O que você faria se o mesário de sua seção eleitoral não deixasse você votar?
Há 22 anos, a promotora de Justiça aposentada Ana Silvia Romanini foi diagnosticada com esclerose lateral amiotrófica (ELA), doença degenerativa que afeta neurônios motores e reduz gradualmente a mobilidade do paciente.
E, há 22 anos, ela vota em todas as eleições. Nas últimas, acompanhada por Marina Gomes, sua cuidadora, que entra com Ana Silvia na cabine para apertar as teclas da urna eletrônica em seu lugar — permissão assegurada em lei pelo Tribunal Superior Eleitoral (TSE).
No primeiro turno das eleições deste ano, porém, ela relata que os mesários não permitiram que sua entrada com a acompanhante.
Ana Silvia, que se comunica por meio do sistema de rastreamento ocular Tobii, conta que os mesários não demonstraram conhecer a norma do TSE que permite que eleitores com mobilidade reduzida possam ter o auxílio de uma outra pessoa no momento do voto, regra facilmente encontrada no site do tribunal.
Ela diz que "queria ter filmado as explicações fajutas" que ouviu: o presidente da seção chegou a alegar que não poderia fazer essa "concessão" em uma eleição "tão polarizada como essa".Nádia Romanini, mãe da eleitora, chegou ao local um pouco depois e tentou argumentar pelo cumprimento do direito da filha.

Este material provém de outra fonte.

//! In-memory state store for tests.
//!
//! Mirrors the production pairing of REST store and pub/sub bus: every
//! create/update publishes a [`NodeEvent`] on the shared `node` topic, so
//! services under test observe exactly the same dataflow as against the
//! real collaborators.

use std::collections::BTreeMap;
use std::sync::Arc;

use async_trait::async_trait;
use chrono::Utc;
use tokio::sync::{broadcast, Mutex};

use quern_core::{Node, NodeId, NodeState};

use crate::bus::{EventBus, EventOp, EventSubscription, NodeEvent};
use crate::error::{Error, Result};
use crate::store::{CasOutcome, NodeFilter, NodeStore};

const EVENT_BUFFER: usize = 1024;

/// In-memory store and bus pair.
#[derive(Clone)]
pub struct MemoryStore {
    inner: Arc<Inner>,
}

struct Inner {
    nodes: Mutex<BTreeMap<NodeId, Node>>,
    events: broadcast::Sender<NodeEvent>,
}

impl MemoryStore {
    /// Creates an empty store.
    #[must_use]
    pub fn new() -> Self {
        let (events, _) = broadcast::channel(EVENT_BUFFER);
        Self {
            inner: Arc::new(Inner {
                nodes: Mutex::new(BTreeMap::new()),
                events,
            }),
        }
    }

    /// Returns every stored node. Test helper.
    pub async fn dump(&self) -> Vec<Node> {
        self.inner.nodes.lock().await.values().cloned().collect()
    }

    fn publish_event(&self, op: EventOp, node: &Node) {
        // Send errors just mean nobody is subscribed.
        let _ = self.inner.events.send(NodeEvent::for_node(op, node));
    }
}

impl Default for MemoryStore {
    fn default() -> Self {
        Self::new()
    }
}

#[async_trait]
impl NodeStore for MemoryStore {
    async fn create(&self, mut node: Node) -> Result<Node> {
        let mut nodes = self.inner.nodes.lock().await;

        if let Some(parent_id) = &node.parent {
            let parent = nodes
                .get(parent_id)
                .ok_or_else(|| Error::NodeNotFound {
                    id: parent_id.clone(),
                })?;
            // Regression records attach to the terminal node they
            // describe; only lifecycle work nodes are gated on the
            // parent still accepting children.
            if node.kind != quern_core::NodeKind::Regression && !parent.state.accepts_children() {
                return Err(Error::ParentClosed {
                    parent: parent_id.clone(),
                    state: parent.state,
                });
            }
        }

        let now = Utc::now();
        node.id = NodeId::generate();
        node.created = now;
        node.updated = now;
        nodes.insert(node.id.clone(), node.clone());
        drop(nodes);

        self.publish_event(EventOp::Created, &node);
        Ok(node)
    }

    async fn get(&self, id: &NodeId) -> Result<Option<Node>> {
        Ok(self.inner.nodes.lock().await.get(id).cloned())
    }

    async fn find(&self, filter: &NodeFilter) -> Result<Vec<Node>> {
        Ok(self
            .inner
            .nodes
            .lock()
            .await
            .values()
            .filter(|node| filter.matches(node))
            .cloned()
            .collect())
    }

    async fn update(&self, node: &Node, expected_state: Option<NodeState>) -> Result<CasOutcome> {
        let mut nodes = self.inner.nodes.lock().await;
        let stored = nodes.get_mut(&node.id).ok_or_else(|| Error::NodeNotFound {
            id: node.id.clone(),
        })?;

        if let Some(expected) = expected_state {
            if stored.state != expected {
                return Ok(CasOutcome::StateMismatch {
                    actual: stored.state,
                });
            }
        }

        let mut updated = node.clone();
        updated.created = stored.created;
        updated.updated = Utc::now();
        *stored = updated.clone();
        drop(nodes);

        self.publish_event(EventOp::Updated, &updated);
        Ok(CasOutcome::Updated(updated))
    }
}

struct MemorySubscription {
    rx: broadcast::Receiver<NodeEvent>,
}

#[async_trait]
impl EventSubscription for MemorySubscription {
    async fn next(&mut self) -> Result<Option<NodeEvent>> {
        loop {
            match self.rx.recv().await {
                Ok(event) => return Ok(Some(event)),
                // A lagged subscriber skips ahead; consumers re-read from
                // the store, so dropped notifications are recoverable.
                Err(broadcast::error::RecvError::Lagged(skipped)) => {
                    tracing::warn!(skipped, "event subscription lagged");
                }
                Err(broadcast::error::RecvError::Closed) => return Ok(None),
            }
        }
    }
}

#[async_trait]
impl EventBus for MemoryStore {
    async fn subscribe(&self, _channel: &str) -> Result<Box<dyn EventSubscription>> {
        Ok(Box::new(MemorySubscription {
            rx: self.inner.events.subscribe(),
        }))
    }

    async fn publish(&self, _channel: &str, event: &NodeEvent) -> Result<()> {
        let _ = self.inner.events.send(event.clone());
        Ok(())
    }
}

#[cfg(test)]
mod tests {
    use super::*;
    use quern_core::{NodeKind, NodeResult};

    #[tokio::test]
    async fn create_assigns_id_and_publishes() {
        let store = MemoryStore::new();
        let mut sub = store.subscribe("node").await.unwrap();

        let checkout = store
            .create(Node::checkout("mainline", "master", "abc", "url"))
            .await
            .unwrap();

        let event = sub.next().await.unwrap().unwrap();
        assert_eq!(event.op, EventOp::Created);
        assert_eq!(event.id, checkout.id);
    }

    #[tokio::test]
    async fn closing_parent_rejects_children() {
        let store = MemoryStore::new();
        let mut checkout = store
            .create(Node::checkout("mainline", "master", "abc", "url"))
            .await
            .unwrap();

        checkout.transition(NodeState::Available).unwrap();
        store.update(&checkout, None).await.unwrap();
        checkout.transition(NodeState::Closing).unwrap();
        store.update(&checkout, None).await.unwrap();

        let child = Node::child_of(&checkout, NodeKind::Kbuild, "kbuild-gcc-12-x86");
        let err = store.create(child).await.unwrap_err();
        assert!(matches!(err, Error::ParentClosed { .. }));
    }

    #[tokio::test]
    async fn cas_mismatch_reports_actual_state() {
        let store = MemoryStore::new();
        let mut checkout = store
            .create(Node::checkout("mainline", "master", "abc", "url"))
            .await
            .unwrap();

        let mut competing = checkout.clone();
        competing.transition(NodeState::Available).unwrap();
        store
            .update(&competing, Some(NodeState::Running))
            .await
            .unwrap();

        checkout.transition(NodeState::Done).unwrap();
        checkout.set_result(NodeResult::Incomplete).unwrap();
        let outcome = store
            .update(&checkout, Some(NodeState::Running))
            .await
            .unwrap();
        match outcome {
            CasOutcome::StateMismatch { actual } => assert_eq!(actual, NodeState::Available),
            CasOutcome::Updated(_) => panic!("write should have lost the race"),
        }
    }

    #[tokio::test]
    async fn find_applies_filters() {
        let store = MemoryStore::new();
        let checkout = store
            .create(Node::checkout("mainline", "master", "abc", "url"))
            .await
            .unwrap();
        store
            .create(Node::child_of(&checkout, NodeKind::Kbuild, "kbuild-a"))
            .await
            .unwrap();
        store
            .create(Node::child_of(&checkout, NodeKind::Kbuild, "kbuild-b"))
            .await
            .unwrap();

        let kbuilds = store
            .find(&NodeFilter::new().kind(NodeKind::Kbuild))
            .await
            .unwrap();
        assert_eq!(kbuilds.len(), 2);

        let named = store
            .find(&NodeFilter::new().parent(checkout.id.clone()).name("kbuild-a"))
            .await
            .unwrap();
        assert_eq!(named.len(), 1);
    }
}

Depois de 20 minutos de discussão sem conclusões, conta ela, "um dos mesários disse que não poderia impedir Ana Silvia de entrar acompanhada, mas que ela poderia cometer um crime eleitoral se fizesse isso".

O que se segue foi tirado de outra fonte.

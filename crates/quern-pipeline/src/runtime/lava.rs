//! LAVA lab runtime.
//!
//! Jobs are submitted as YAML definitions carrying a notify/callback
//! stanza pointing back at the pipeline's callback endpoint; the token
//! *description* named there is public, while the secret value it maps
//! to is configured per runtime and checked by the callback ingestor.
//!
//! The lab is never polled. Completion arrives asynchronously as a
//! callback payload, which [`parse_callback`] translates into the common
//! results shape. The `lava` suite reports the lab's own setup steps and
//! is mapped onto the `setup` suite name so a broken environment rolls
//! up as `incomplete` rather than `fail`.

use std::collections::BTreeMap;
use std::time::Duration;

use async_trait::async_trait;
use serde::Deserialize;

use quern_core::config::{RuntimeConfig, RuntimeKind};
use quern_core::{Node, NodeResult};

use crate::error::{Error, Result};
use crate::results::{ResultsPayload, TestResult};
use crate::runtime::{JobHandle, JobStatus, RenderedJob, Runtime};

const SETUP_SUITE: &str = "lava";

/// Runtime submitting jobs to a LAVA lab.
pub struct LavaRuntime {
    name: String,
    base_url: String,
    token: Option<String>,
    client: reqwest::Client,
}

#[derive(Debug, Deserialize)]
struct SubmitResponse {
    #[serde(default)]
    job_ids: Vec<u64>,
    #[serde(default)]
    id: Option<u64>,
}

impl LavaRuntime {
    /// Creates a LAVA runtime from its configuration.
    ///
    /// # Errors
    ///
    /// Returns a submission error if the runtime has no URL configured or
    /// the HTTP client cannot be built.
    pub fn new(
        name: impl Into<String>,
        config: &RuntimeConfig,
        token: Option<String>,
    ) -> Result<Self> {
        let name = name.into();
        let base_url = config
            .url
            .clone()
            .ok_or_else(|| Error::submission(&name, "lava runtime requires a url"))?;
        let client = reqwest::Client::builder()
            .timeout(Duration::from_secs(60))
            .build()
            .map_err(|e| Error::submission(&name, format!("building http client: {e}")))?;
        Ok(Self {
            name,
            base_url: base_url.trim_end_matches('/').to_string(),
            token,
            client,
        })
    }
}

#[async_trait]
impl Runtime for LavaRuntime {
    fn name(&self) -> &str {
        &self.name
    }

    fn kind(&self) -> RuntimeKind {
        RuntimeKind::Lava
    }

    async fn submit(&self, job: &RenderedJob, node: &Node) -> Result<JobHandle> {
        tracing::info!(node = %node.id, job = %job.name, "submitting lava job");
        let mut builder = self
            .client
            .post(format!("{}/api/v0.2/jobs/", self.base_url))
            .json(&serde_json::json!({ "definition": job.content }));
        if let Some(token) = &self.token {
            builder = builder.header("Authorization", format!("Token {token}"));
        }

        let response = builder
            .send()
            .await
            .map_err(|e| Error::submission(&self.name, format!("submitting job: {e}")))?;

        let status = response.status();
        if !status.is_success() {
            return Err(Error::submission(
                &self.name,
                format!("job submission returned {status}"),
            ));
        }

        let body: SubmitResponse = response
            .json()
            .await
            .map_err(|e| Error::submission(&self.name, format!("decoding submission: {e}")))?;
        let job_id = body
            .job_ids
            .first()
            .copied()
            .or(body.id)
            .ok_or_else(|| Error::submission(&self.name, "submission returned no job id"))?;

        Ok(JobHandle {
            runtime: self.name.clone(),
            job_id: job_id.to_string(),
        })
    }

    async fn poll(&self, _handle: &JobHandle) -> Result<JobStatus> {
        Ok(JobStatus::External)
    }

    async fn cancel(&self, handle: &JobHandle) -> Result<()> {
        let mut builder = self.client.post(format!(
            "{}/api/v0.2/jobs/{}/cancel/",
            self.base_url, handle.job_id
        ));
        if let Some(token) = &self.token {
            builder = builder.header("Authorization", format!("Token {token}"));
        }
        let response = builder
            .send()
            .await
            .map_err(|e| Error::submission(&self.name, format!("cancelling job: {e}")))?;
        let status = response.status();
        if !status.is_success() {
            return Err(Error::submission(
                &self.name,
                format!("cancel returned {status}"),
            ));
        }
        Ok(())
    }

    async fn collect(&self, handle: &JobHandle) -> Result<serde_json::Value> {
        Err(Error::submission(
            &self.name,
            format!(
                "job {} completes via callback, nothing to collect",
                handle.job_id
            ),
        ))
    }

    fn ingest_result(&self, _node: &Node, payload: &serde_json::Value) -> Result<ResultsPayload> {
        parse_callback(payload)
    }
}

fn parse_result(raw: &str) -> NodeResult {
    match raw {
        "pass" => NodeResult::Pass,
        "skip" => NodeResult::Skip,
        "fail" => NodeResult::Fail,
        _ => NodeResult::Incomplete,
    }
}

/// Translates a LAVA callback payload into the common results shape.
///
/// # Errors
///
/// Returns a payload rejection when required fields are missing; the
/// caller maps this to a 4xx with no node side effects.
pub fn parse_callback(payload: &serde_json::Value) -> Result<ResultsPayload> {
    let object = payload
        .as_object()
        .ok_or_else(|| Error::rejected("callback payload must be an object"))?;

    let job_id = object
        .get("id")
        .and_then(|v| {
            v.as_u64()
                .map(|id| id.to_string())
                .or_else(|| v.as_str().map(str::to_string))
        })
        .ok_or_else(|| Error::rejected("callback payload carries no job id"))?;

    let status = object
        .get("status_string")
        .and_then(serde_json::Value::as_str)
        .ok_or_else(|| Error::rejected("callback payload carries no status"))?;

    let mut tests = Vec::new();
    if let Some(results) = object.get("results").and_then(serde_json::Value::as_object) {
        for (suite, cases) in results {
            let suite_name = if suite == SETUP_SUITE {
                crate::aggregate::SETUP_NAME.to_string()
            } else {
                suite.clone()
            };

            let mut children = Vec::new();
            if let Some(cases) = cases.as_array() {
                for case in cases {
                    let Some(name) = case.get("name").and_then(serde_json::Value::as_str) else {
                        continue;
                    };
                    let result = case
                        .get("result")
                        .and_then(serde_json::Value::as_str)
                        .map_or(NodeResult::Incomplete, parse_result);
                    children.push(TestResult {
                        name: name.to_string(),
                        result,
                        artifacts: BTreeMap::new(),
                        children: Vec::new(),
                    });
                }
            }

            let suite_result = if children.iter().any(|c| c.result == NodeResult::Fail) {
                NodeResult::Fail
            } else if !children.is_empty()
                && children.iter().all(|c| c.result == NodeResult::Skip)
            {
                NodeResult::Skip
            } else {
                NodeResult::Pass
            };

            tests.push(TestResult {
                name: suite_name,
                result: suite_result,
                artifacts: BTreeMap::new(),
                children,
            });
        }
    }

    let setup_failed = tests
        .iter()
        .any(|t| t.name == crate::aggregate::SETUP_NAME && t.result == NodeResult::Fail);
    let any_failed = tests.iter().any(|t| t.result == NodeResult::Fail);

    let result = if status != "complete" || setup_failed {
        NodeResult::Incomplete
    } else if any_failed {
        NodeResult::Fail
    } else {
        NodeResult::Pass
    };

    let mut artifacts = BTreeMap::new();
    if let Some(log) = object.get("log").and_then(serde_json::Value::as_str) {
        artifacts.insert("log".to_string(), log.to_string());
    }

    Ok(ResultsPayload {
        job_id: Some(job_id),
        result,
        artifacts,
        tests,
        error_code: (status != "complete").then(|| status.to_string()),
        error_msg: None,
    })
}

#[cfg(test)]
mod tests {
    use super::*;

    fn callback(status: &str) -> serde_json::Value {
        serde_json::json!({
            "id": 4242,
            "status_string": status,
            "results": {
                "lava": [
                    {"name": "validate", "result": "pass"},
                    {"name": "deploy", "result": "pass"},
                ],
                "baseline": [
                    {"name": "dmesg-crit", "result": "pass"},
                    {"name": "login", "result": "pass"},
                ],
            },
            "log": "https://lab.example.org/logs/4242",
        })
    }

    #[test]
    fn complete_all_pass() {
        let payload = parse_callback(&callback("complete")).unwrap();
        assert_eq!(payload.job_id.as_deref(), Some("4242"));
        assert_eq!(payload.result, NodeResult::Pass);
        assert_eq!(payload.tests.len(), 2);
        assert!(payload.artifacts.contains_key("log"));
    }

    #[test]
    fn lava_suite_becomes_setup() {
        let payload = parse_callback(&callback("complete")).unwrap();
        assert!(payload
            .tests
            .iter()
            .any(|t| t.name == crate::aggregate::SETUP_NAME));
        assert!(!payload.tests.iter().any(|t| t.name == "lava"));
    }

    #[test]
    fn failed_case_fails_the_job() {
        let mut body = callback("complete");
        body["results"]["baseline"][1]["result"] = serde_json::json!("fail");
        let payload = parse_callback(&body).unwrap();
        assert_eq!(payload.result, NodeResult::Fail);
    }

    #[test]
    fn setup_failure_is_incomplete() {
        let mut body = callback("complete");
        body["results"]["lava"][0]["result"] = serde_json::json!("fail");
        let payload = parse_callback(&body).unwrap();
        assert_eq!(payload.result, NodeResult::Incomplete);
    }

    #[test]
    fn incomplete_status_is_incomplete() {
        let payload = parse_callback(&callback("incomplete")).unwrap();
        assert_eq!(payload.result, NodeResult::Incomplete);
        assert_eq!(payload.error_code.as_deref(), Some("incomplete"));
    }

    #[test]
    fn malformed_payload_is_rejected() {
        let err = parse_callback(&serde_json::json!([1, 2, 3])).unwrap_err();
        assert!(matches!(err, Error::PayloadRejected { .. }));

        let err = parse_callback(&serde_json::json!({"status_string": "complete"})).unwrap_err();
        assert!(matches!(err, Error::PayloadRejected { .. }));
    }
}
//! Regression detection.
//!
//! Watches for nodes finishing with `fail` and compares them against the
//! most recent sibling run with the same fingerprint (tree, branch,
//! name, arch, config_full, compiler, platform). A pass→fail transition
//! emits a `regression` node attached to the failing node and
//! cross-linking both runs.
//!
//! Infrastructure failures (`data.error_code` set) are not code
//! regressions and are skipped.

use std::sync::Arc;

use quern_core::{Node, NodeKind, NodeResult, NodeState};

use crate::bus::{EventBus, NodeEvent, NODE_CHANNEL};
use crate::error::Result;
use crate::service::ShutdownSignal;
use crate::store::{NodeFilter, NodeStore};

/// The regression tracker service.
pub struct RegressionService {
    store: Arc<dyn NodeStore>,
    bus: Arc<dyn EventBus>,
}

impl RegressionService {
    /// Builds the tracker.
    #[must_use]
    pub fn new(store: Arc<dyn NodeStore>, bus: Arc<dyn EventBus>) -> Self {
        Self { store, bus }
    }

    /// Runs the event loop until shutdown.
    ///
    /// # Errors
    ///
    /// Returns bus errors that persist after the subscription is lost.
    pub async fn run(&self, mut shutdown: ShutdownSignal) -> Result<()> {
        let mut subscription = self.bus.subscribe(NODE_CHANNEL).await?;
        tracing::info!("tracking regressions");

        loop {
            tokio::select! {
                () = shutdown.triggered() => {
                    tracing::info!("regression tracker shutting down");
                    return Ok(());
                }
                event = subscription.next() => {
                    match event? {
                        Some(event) => {
                            if Self::is_candidate(&event) {
                                if let Err(err) = self.check_event(&event).await {
                                    tracing::error!(node = %event.id, error = %err, "regression check failed");
                                }
                            }
                        }
                        None => return Ok(()),
                    }
                }
            }
        }
    }

    fn is_candidate(event: &NodeEvent) -> bool {
        event.state == NodeState::Done
            && event.result == Some(NodeResult::Fail)
            && matches!(event.kind, NodeKind::Kbuild | NodeKind::Job | NodeKind::Test)
    }

    /// Checks one terminal failure for a pass→fail transition.
    ///
    /// # Errors
    ///
    /// Returns store failures.
    pub async fn check_event(&self, event: &NodeEvent) -> Result<Option<Node>> {
        let Some(failed) = self.store.get(&event.id).await? else {
            return Ok(None);
        };
        if failed.data.error_code.is_some() {
            // Tool failure, not a kernel regression.
            return Ok(None);
        }
        if failed.group.is_none() {
            return Ok(None);
        }

        let Some(previous) = self.last_matching_run(&failed).await? else {
            return Ok(None);
        };
        if previous.result != Some(NodeResult::Pass) {
            return Ok(None);
        }

        let regression = self.create_regression(&failed, &previous).await?;
        tracing::info!(
            node = %failed.id,
            previous = %previous.id,
            regression = %regression.id,
            name = %failed.name,
            "regression detected"
        );
        Ok(Some(regression))
    }

    /// Finds the most recent earlier run with the same fingerprint.
    async fn last_matching_run(&self, failed: &Node) -> Result<Option<Node>> {
        let mut filter = NodeFilter::new()
            .name(failed.name.clone())
            .kind(failed.kind)
            .state(NodeState::Done)
            .created_before(failed.created);
        if let Some((tree, branch)) = failed.tree_branch() {
            filter = filter.tree(tree).branch(branch);
        }
        filter.arch.clone_from(&failed.data.arch);
        filter.compiler.clone_from(&failed.data.compiler);
        filter.config_full.clone_from(&failed.data.config_full);
        filter.platform.clone_from(&failed.data.platform);

        let mut runs = self.store.find(&filter).await?;
        runs.sort_by(|a, b| b.created.cmp(&a.created));
        Ok(runs.into_iter().next())
    }

    /// Creates the regression record and cross-links the failing node.
    async fn create_regression(&self, failed: &Node, previous: &Node) -> Result<Node> {
        let mut record = Node::child_of(failed, NodeKind::Regression, failed.name.clone());
        record.group = failed.group.clone();
        record.artifacts = failed.artifacts.clone();
        record.data = failed.data.clone();
        record.data.extra.insert(
            "pass_node".to_string(),
            serde_json::Value::String(previous.id.to_string()),
        );
        record.data.extra.insert(
            "fail_node".to_string(),
            serde_json::Value::String(failed.id.to_string()),
        );
        record.state = NodeState::Done;
        record.result = Some(NodeResult::Fail);
        let record = self.store.create(record).await?;

        let mut update = failed.clone();
        update.data.regression = Some(record.id.clone());
        self.store.update(&update, None).await?;
        Ok(record)
    }
}

#[cfg(test)]
mod tests {
    use super::*;
    use crate::bus::EventOp;
    use crate::store::memory::MemoryStore;

    async fn finished_run(
        store: &MemoryStore,
        name: &str,
        result: NodeResult,
        commit: &str,
    ) -> Node {
        let checkout = store
            .create(Node::checkout("mainline", "master", commit, "url"))
            .await
            .unwrap();
        let mut job = Node::child_of(&checkout, NodeKind::Job, name);
        job.group = Some(name.to_string());
        job.data.arch = Some("arm64".to_string());
        job.data.compiler = Some("gcc-12".to_string());
        job.data.config_full = Some("defconfig".to_string());
        job.data.platform = Some("bcm2711-rpi-4-b".to_string());
        let job = store.create(job).await.unwrap();

        let mut done = store.get(&job.id).await.unwrap().unwrap();
        done.set_result(result).unwrap();
        done.transition(NodeState::Done).unwrap();
        store.update(&done, None).await.unwrap().into_node().unwrap()
    }

    fn service(store: &Arc<MemoryStore>) -> RegressionService {
        RegressionService::new(
            Arc::clone(store) as Arc<dyn NodeStore>,
            Arc::clone(store) as Arc<dyn EventBus>,
        )
    }

    #[tokio::test]
    async fn pass_to_fail_creates_regression() {
        let store = Arc::new(MemoryStore::new());
        finished_run(&store, "baseline-arm64", NodeResult::Pass, "commit-a").await;
        let failed = finished_run(&store, "baseline-arm64", NodeResult::Fail, "commit-b").await;

        let event = NodeEvent::for_node(EventOp::Updated, &failed);
        let regression = service(&store).check_event(&event).await.unwrap().unwrap();

        assert_eq!(regression.kind, NodeKind::Regression);
        assert_eq!(regression.parent.as_ref(), Some(&failed.id));
        assert_eq!(
            regression.data.extra["fail_node"],
            serde_json::Value::String(failed.id.to_string())
        );

        let updated = store.get(&failed.id).await.unwrap().unwrap();
        assert_eq!(updated.data.regression.as_ref(), Some(&regression.id));
    }

    #[tokio::test]
    async fn first_failure_without_prior_pass_is_not_a_regression() {
        let store = Arc::new(MemoryStore::new());
        let failed = finished_run(&store, "baseline-arm64", NodeResult::Fail, "commit-a").await;

        let event = NodeEvent::for_node(EventOp::Updated, &failed);
        assert!(service(&store).check_event(&event).await.unwrap().is_none());
    }

    #[tokio::test]
    async fn fail_after_fail_is_not_a_regression() {
        let store = Arc::new(MemoryStore::new());
        finished_run(&store, "baseline-arm64", NodeResult::Fail, "commit-a").await;
        let failed = finished_run(&store, "baseline-arm64", NodeResult::Fail, "commit-b").await;

        let event = NodeEvent::for_node(EventOp::Updated, &failed);
        assert!(service(&store).check_event(&event).await.unwrap().is_none());
    }

    #[tokio::test]
    async fn infrastructure_errors_are_skipped() {
        let store = Arc::new(MemoryStore::new());
        finished_run(&store, "baseline-arm64", NodeResult::Pass, "commit-a").await;
        let failed = finished_run(&store, "baseline-arm64", NodeResult::Fail, "commit-b").await;

        let mut update = store.get(&failed.id).await.unwrap().unwrap();
        update.data.error_code = Some("runtime_error".to_string());
        let failed = store.update(&update, None).await.unwrap().into_node().unwrap();

        let event = NodeEvent::for_node(EventOp::Updated, &failed);
        assert!(service(&store).check_event(&event).await.unwrap().is_none());
    }

    #[tokio::test]
    async fn different_fingerprint_does_not_match() {
        let store = Arc::new(MemoryStore::new());
        let passed = finished_run(&store, "baseline-arm64", NodeResult::Pass, "commit-a").await;
        let mut other_arch = store.get(&passed.id).await.unwrap().unwrap();
        other_arch.data.arch = Some("x86_64".to_string());
        store.update(&other_arch, None).await.unwrap();

        let failed = finished_run(&store, "baseline-arm64", NodeResult::Fail, "commit-b").await;
        let event = NodeEvent::for_node(EventOp::Updated, &failed);
        assert!(service(&store).check_event(&event).await.unwrap().is_none());
    }
}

Segundo Ana Silvia, sem sua autorização, ele preencheu sua declaração de justificativa do voto e lhe pediu que voltasse para casa.
Procurado pela BBC News Brasil, o Tribunal Regional Eleitoral de São Paulo (TRE-SP) diz que foi instaurado um expediente na 1ª Zona Eleitoral para apuração do caso da eleitora, e que o respectivo juiz eleitoral foi comunicado do ocorrido.
Segundo turno
Apesar de reduzir progressivamente os movimentos do corpo, a esclerose lateral amiotrófica não interfere na capacidade cognitiva.
"Ela tem plena capacidade eleitoral e direito líquido e certo de voto", explica Rafael Magdaleno Tubone, advogado de Ana Silvia.
Ele foi procurado pela eleitora, que queria assegurar seu voto no 2º turno e tentar evitar que outras pessoas que vivem com a mesma doença passassem por situações semelhantes.
A questão foi encaminhada extrajudicialmente: o cartório eleitoral de Ana Silvia, após pedir um atestado de sua limitação física, emitiu uma certidão garantindo seu direito a votar acompanhada.
"É um caso um pouco contraditório, já que eleitores com mobilidade reduzida, pela lei, não precisam de certidões para realizar o acesso conjunto à cabine", diz Roberto Rigato, também advogado de Ana.
Segundo o TSE, os mesários recebem instruções específicas para essas situações, como recolher o número do documento de identificação do acompanhante e registrar as ocorrências em ata.
Voto obrigatório
O voto também é obrigatório para pessoas com deficiência ou mobilidade reduzida. Nas eleições deste ano, 1,2 milhão de eleitores possuem algum tipo de deficiência, sendo 426 mil deles do Estado de São Paulo — mais de um terço do número total.
Diferentes ferramentas buscam garantir a acessibilidade no dia da votação, como urnas com sistema braile e fones de ouvido para eleitores com deficiência visual ou rampas e elevadores que facilitam a mobilidade.
O eleitor também pode fazer ao TSE solicitações específicas que possibilitem o exercício do voto.
Apesar disso, são comuns relatos de locais de votação com rampas degradadas e elevadores quebrados, por exemplo; ou de seções eleitorais que, por serem mais acessíveis, concentram um alto número de eleitores idosos ou com mobilidade reduzida, o que prolonga excessivamente o tempo das filas.
Ao chegar em casa no dia do 1º turno das eleições, Ana Silvia viu a notícia sobre o momento em que o general Villas Boas, ex-comandante do Exército que também vive com esclerose lateral amiotrófica, foi registrar seu voto.
Ela revela que iria votar em Simone Tebet (MDB) — também por conta de Mara Gabrilli (PSDB), candidata a vice-presidente da chapa, que usa cadeira de rodas e tem a luta pela acessibilidade como uma de suas principais bandeiras.
Sobre esse ponto, o advogado Rafael Magdaleno conclui: "Ao ser impedida de entrar na cabine acompanhada, Ana Silvia teve negado não apenas seu direito de voto, que ela já tem; mas também a possibilidade de lutar pela ampliação de seus direitos por meio desse voto".